The company plans to begin construction in 2022 and put the lines in service during 2023. Line 200 is the project’s Phase 1. Line 300, 30 miles long, is Phase 2. Line 300 extends 7 miles east and north from the planned starting point of Line 300 at Indian Bayou.

Line 200 will use one compressor station and eight interconnects to ship 2.4 bcfd. Line 300 will expand the compressor station to bring total capacity to 4.6 bcfd.

Driftwood Pipeline plans to use Baker Hughes-supplied electric-drive compression, which it says will reduce the pipelines’ carbon dioxide emissions by more than 99%.

Pieridae to build 3-million tpy Alberta CCS complex

Pieridae Energy Ltd. plans to develop a 3-million tonne/year (tpy) carbon sequestration project, Caroline Carbon Capture Power Complex, in conjunction with its Goldboro LNG project. The complex, sited at Pieridae’s Caroline gas processing plant in Alberta, will be a combination of large-scale carbon capture and sequestration and powerplant.

Carbon capture will pull from three sources: CO2 generated by the gas processing plant, from power production, and produced by third parties. It will be stored in one of Caroline’s depleted gas reservoirs in an amount equal to Goldboro’s anticipated emissions.

The complex will produce as much 800 Mw/year of electricity.

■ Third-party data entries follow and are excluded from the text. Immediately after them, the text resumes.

//! DynamoDB repository implementation.
//!
//! Implements the repository traits from `gthome_core::storage` against the
//! single table: `GetItem`/`PutItem` on `PK`/`SK`, queries on `GSI1` for
//! listings and on the sparse `SI` index for username lookups.

use async_trait::async_trait;
use aws_sdk_dynamodb::types::{AttributeValue, Put, TransactWriteItem};
use aws_sdk_dynamodb::Client;
use uuid::Uuid;

use gthome_core::storage::{PageRequest, PhotoRepository, RepositoryError, Result, UserRepository};
use gthome_core::tables::{
    keys, DomainLabel, EntityPage, Photo, PhotoMeta, PhotoMetaKey, PrimaryKey, User, UserMeta,
    UserMetaKey, UserRole, ATTR_KIND, GSI1_INDEX, SPARSE_INDEX,
};

use super::conversions::{
    cursor_from_item, cursor_to_key, item_to_record, key_to_item, record_to_item, Item,
};
use super::error::{
    map_delete_item_error, map_get_item_error, map_put_item_error, map_query_error,
    map_transact_write_error, OnConditionFailed,
};
use crate::config::Config;

const GSI1_CONDITION: &str = "PK1 = :pk1 AND SK1 = :sk1";
const KIND_FILTER: &str = "#kind = :kind";

/// DynamoDB-based repository implementation.
///
/// Provides async access to DynamoDB storage for all entity types.
#[derive(Debug, Clone)]
pub struct DynamoDbRepository {
    client: Client,
    table_name: String,
}

impl DynamoDbRepository {
    /// Creates a new repository with the given DynamoDB client and table name.
    pub fn new(client: Client, table_name: impl Into<String>) -> Self {
        Self {
            client,
            table_name: table_name.into(),
        }
    }

    /// Creates a new repository from the application configuration.
    ///
    /// Uses the AWS SDK default credential chain.
    pub async fn from_config(config: &Config) -> Self {
        let sdk_config = aws_config::load_defaults(aws_config::BehaviorVersion::latest()).await;
        Self::new(Client::new(&sdk_config), config.table_name.clone())
    }

    /// Get the table name.
    pub fn table_name(&self) -> &str {
        &self.table_name
    }

    async fn get_item(&self, key: &PrimaryKey, entity_type: &'static str) -> Result<Option<Item>> {
        let result = self
            .client
            .get_item()
            .table_name(&self.table_name)
            .set_key(Some(key_to_item(key)))
            .send()
            .await
            .map_err(|e| map_get_item_error(e, entity_type, key.pk()))?;

        Ok(result.item)
    }

    async fn put_item(
        &self,
        item: Item,
        condition: Option<OnConditionFailed>,
        entity_type: &'static str,
        id: String,
    ) -> Result<()> {
        let expression = condition.map(|condition| match condition {
            OnConditionFailed::AlreadyExists => "attribute_not_exists(PK)",
            OnConditionFailed::NotFound => "attribute_exists(PK)",
        });

        self.client
            .put_item()
            .table_name(&self.table_name)
            .set_item(Some(item))
            .set_condition_expression(expression.map(str::to_string))
            .send()
            .await
            .map_err(|e| {
                map_put_item_error(
                    e,
                    condition.unwrap_or(OnConditionFailed::AlreadyExists),
                    entity_type,
                    id,
                )
            })?;

        Ok(())
    }

    /// Writes a new record and its meta rows in one transaction. Only the
    /// record is conditioned on not existing yet.
    async fn create_with_meta(
        &self,
        record: Item,
        meta: Vec<Item>,
        entity_type: &'static str,
        id: String,
    ) -> Result<()> {
        let mut writes = Vec::with_capacity(meta.len() + 1);
        writes.push(self.transact_put(record, Some("attribute_not_exists(PK)"))?);
        for item in meta {
            writes.push(self.transact_put(item, None)?);
        }

        self.client
            .transact_write_items()
            .set_transact_items(Some(writes))
            .send()
            .await
            .map_err(|e| map_transact_write_error(e, entity_type, id.clone()))?;

        tracing::debug!(entity_type, id = %id, "created record with meta rows");
        Ok(())
    }

    fn transact_put(&self, item: Item, condition: Option<&str>) -> Result<TransactWriteItem> {
        let put = Put::builder()
            .table_name(&self.table_name)
            .set_item(Some(item))
            .set_condition_expression(condition.map(str::to_string))
            .build()
            .map_err(|e| RepositoryError::Serialization(e.to_string()))?;
        Ok(TransactWriteItem::builder().put(put).build())
    }

    /// Every item of one partition, following pagination to the end.
    async fn query_partition(&self, pk: &str) -> Result<Vec<Item>> {
        let mut items = Vec::new();
        let mut start_key = None;
        loop {
            let result = self
                .client
                .query()
                .table_name(&self.table_name)
                .key_condition_expression("PK = :pk")
                .expression_attribute_values(":pk", AttributeValue::S(pk.to_string()))
                .set_exclusive_start_key(start_key)
                .send()
                .await
                .map_err(map_query_error)?;

            items.extend(result.items.unwrap_or_default());
            match result.last_evaluated_key {
                Some(key) if !key.is_empty() => start_key = Some(key),
                _ => break,
            }
        }
        Ok(items)
    }
}

// ============================================================================
// UserRepository implementation
// ============================================================================

#[async_trait]
impl UserRepository for DynamoDbRepository {
    async fn get_user(&self, id: Uuid) -> Result<Option<User>> {
        self.get_item(&keys::user_key(id), "User")
            .await?
            .map(|item| item_to_record(&item))
            .transpose()
    }

    async fn get_user_by_username(&self, username: &str) -> Result<Option<User>> {
        let result = self
            .client
            .query()
            .table_name(&self.table_name)
            .index_name(SPARSE_INDEX)
            .key_condition_expression("SI = :si")
            .expression_attribute_values(":si", AttributeValue::S(keys::user_si(username)))
            .send()
            .await
            .map_err(map_query_error)?;

        let items = result.items.unwrap_or_default();
        match items.first() {
            Some(item) => Ok(Some(item_to_record(item)?)),
            None => Ok(None),
        }
    }

    async fn create_user(&self, user: &User) -> Result<()> {
        if self.get_user_by_username(&user.username).await?.is_some() {
            return Err(RepositoryError::AlreadyExists {
                entity_type: "User",
                id: user.username.clone(),
            });
        }

        let item = record_to_item(user.clone())?;
        self.put_item(
            item,
            Some(OnConditionFailed::AlreadyExists),
            "User",
            user.id().to_string(),
        )
        .await
    }

    async fn create_user_with_meta(&self, user: &User, meta: &[UserMeta]) -> Result<()> {
        if let Some(row) = meta.iter().find(|row| row.user_id() != user.id()) {
            return Err(RepositoryError::InvalidData(format!(
                "meta row for User {} cannot be written with User {}",
                row.user_id(),
                user.id()
            )));
        }
        if self.get_user_by_username(&user.username).await?.is_some() {
            return Err(RepositoryError::AlreadyExists {
                entity_type: "User",
                id: user.username.clone(),
            });
        }

        let record = record_to_item(user.clone())?;
        let rows = meta
            .iter()
            .map(|row| record_to_item(row.clone()))
            .collect::<Result<Vec<_>>>()?;
        self.create_with_meta(record, rows, "User", user.id().to_string())
            .await
    }

    async fn update_user(&self, user: &User) -> Result<()> {
        if let Some(owner) = self.get_user_by_username(&user.username).await? {
            if owner.id() != user.id() {
                return Err(RepositoryError::AlreadyExists {
                    entity_type: "User",
                    id: user.username.clone(),
                });
            }
        }

        let item = record_to_item(user.clone())?;
        self.put_item(
            item,
            Some(OnConditionFailed::NotFound),
            "User",
            user.id().to_string(),
        )
        .await
    }

    async fn delete_user(&self, id: Uuid) -> Result<()> {
        let items = self.query_partition(&keys::user_pk(id)).await?;
        if items.is_empty() {
            return Err(RepositoryError::NotFound {
                entity_type: "User",
                id: id.to_string(),
            });
        }

        for item in items {
            let key: Item = item
                .into_iter()
                .filter(|(name, _)| name == "PK" || name == "SK")
                .collect();
            self.client
                .delete_item()
                .table_name(&self.table_name)
                .set_key(Some(key))
                .send()
                .await
                .map_err(|e| map_delete_item_error(e, "User", id.to_string()))?;
        }

        tracing::debug!(user_id = %id, "deleted user partition");
        Ok(())
    }

    async fn list_users_by_role(&self, role: UserRole) -> Result<Vec<User>> {
        let mut users = Vec::new();
        let mut start_key = None;
        loop {
            let result = self
                .client
                .query()
                .table_name(&self.table_name)
                .index_name(GSI1_INDEX)
                .key_condition_expression(GSI1_CONDITION)
                .filter_expression(KIND_FILTER)
                .expression_attribute_names("#kind", ATTR_KIND)
                .expression_attribute_values(
                    ":pk1",
                    AttributeValue::S(DomainLabel::User.to_string()),
                )
                .expression_attribute_values(":sk1", AttributeValue::S(role.to_string()))
                .expression_attribute_values(":kind", AttributeValue::S(User::KIND.to_string()))
                .set_exclusive_start_key(start_key)
                .send()
                .await
                .map_err(map_query_error)?;

            for item in result.items.unwrap_or_default() {
                users.push(item_to_record(&item)?);
            }
            match result.last_evaluated_key {
                Some(key) if !key.is_empty() => start_key = Some(key),
                _ => break,
            }
        }
        Ok(users)
    }

    async fn put_user_meta(&self, meta: &UserMeta) -> Result<()> {
        let item = record_to_item(meta.clone())?;
        self.put_item(item, None, "UserMeta", meta.meta_key().to_string())
            .await
    }

    async fn get_user_meta(&self, user_id: Uuid, key: UserMetaKey) -> Result<Option<UserMeta>> {
        let primary = PrimaryKey::new(keys::user_pk(user_id), key.as_str());
        self.get_item(&primary, "UserMeta")
            .await?
            .map(|item| item_to_record(&item))
            .transpose()
    }
}

// ============================================================================
// PhotoRepository implementation
// ============================================================================

#[async_trait]
impl PhotoRepository for DynamoDbRepository {
    async fn get_photo(&self, id: Uuid) -> Result<Option<Photo>> {
        self.get_item(&keys::photo_key(id), "Photo")
            .await?
            .map(|item| item_to_record(&item))
            .transpose()
    }

    async fn create_photo(&self, photo: &Photo) -> Result<()> {
        let item = record_to_item(photo.clone())?;
        self.put_item(
            item,
            Some(OnConditionFailed::AlreadyExists),
            "Photo",
            photo.id().to_string(),
        )
        .await
    }

    async fn create_photo_with_meta(&self, photo: &Photo, meta: &[PhotoMeta]) -> Result<()> {
        if let Some(row) = meta.iter().find(|row| row.photo_id() != photo.id()) {
            return Err(RepositoryError::InvalidData(format!(
                "meta row for Photo {} cannot be written with Photo {}",
                row.photo_id(),
                photo.id()
            )));
        }

        let record = record_to_item(photo.clone())?;
        let rows = meta
            .iter()
            .map(|row| record_to_item(row.clone()))
            .collect::<Result<Vec<_>>>()?;
        self.create_with_meta(record, rows, "Photo", photo.id().to_string())
            .await
    }

    async fn list_photos(&self, page: PageRequest) -> Result<EntityPage<Photo>> {
        let mut start_key = page.cursor.as_ref().map(cursor_to_key).transpose()?;
        // One extra item tells whether another page exists. `Limit` applies
        // before the kind filter, so keep querying until it is found or the
        // index is exhausted.
        let wanted = page.limit() + 1;
        let mut items: Vec<Item> = Vec::with_capacity(wanted);

        loop {
            let remaining = i32::try_from(wanted - items.len()).unwrap_or(i32::MAX);
            let result = self
                .client
                .query()
                .table_name(&self.table_name)
                .index_name(GSI1_INDEX)
                .key_condition_expression(GSI1_CONDITION)
                .filter_expression(KIND_FILTER)
                .expression_attribute_names("#kind", ATTR_KIND)
                .expression_attribute_values(
                    ":pk1",
                    AttributeValue::S(DomainLabel::Attachment.to_string()),
                )
                .expression_attribute_values(":sk1", AttributeValue::S(Photo::KIND.to_string()))
                .expression_attribute_values(":kind", AttributeValue::S(Photo::KIND.to_string()))
                .limit(remaining)
                .set_exclusive_start_key(start_key.take())
                .send()
                .await
                .map_err(map_query_error)?;

            items.extend(result.items.unwrap_or_default());
            start_key = result.last_evaluated_key.filter(|key| !key.is_empty());
            if items.len() >= wanted || start_key.is_none() {
                break;
            }
        }

        let last_evaluated = if items.len() > page.limit() {
            items.truncate(page.limit());
            items
                .last()
                .map(|item| cursor_from_item(item)?.encode())
                .transpose()?
        } else {
            None
        };

        let photos = items
            .iter()
            .map(item_to_record)
            .collect::<Result<Vec<Photo>>>()?;

        Ok(EntityPage::new(photos, last_evaluated))
    }

    async fn put_photo_meta(&self, meta: &PhotoMeta) -> Result<()> {
        let item = record_to_item(meta.clone())?;
        self.put_item(item, None, "PhotoMeta", meta.meta_key().to_string())
            .await
    }

    async fn get_photo_meta(
        &self,
        photo_id: Uuid,
        key: PhotoMetaKey,
    ) -> Result<Option<PhotoMeta>> {
        let primary = PrimaryKey::new(keys::photo_pk(photo_id), key.as_str());
        self.get_item(&primary, "PhotoMeta")
            .await?
            .map(|item| item_to_record(&item))
            .transpose()
    }
}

Phase 1 will sequester 1 million tpy and produce about 200 Mw/year.

Caroline can process 300 MMcfd of sour gas and includes 4,100 tonnes/day of sulfur forming and storage and two compressor stations. Gas processed at Caroline and two other nearby plants will be used to feed Goldboro LNG. The three plants combined can process as much as 750 MMcfd but have been operating at 330 MMcfd (OGJ Online, Dec. 8, 2020).

Kinder Morgan to acquire Stagecoach Gas Services

Kinder Morgan Inc. has agreed to acquire Stagecoach Gas Services LLC, a natural gas pipeline and storage joint venture of Consolidated Edison Inc. and Crestwood Equity Partners LP, for $1.225 billion to help connect natural gas supply sources and Northeast demand areas.

In New York and Pennsylvania, Stagecoach consists of four natural gas storage facilities (Stagecoach, Thomas Corners, Steuben, and Seneca Lake) with a total working gas capacity of 41 bcf and three natural gas pipelines (MARC I, North/South, and Twin Tier) with a combined throughput capacity of about 3 bcfd with multiple interconnects to major interstate natural gas pipelines, including Tennessee Gas Pipeline (TGP), a KMI subsidiary.

The deal is expected to close in this year’s third quarter subject to regulatory approval.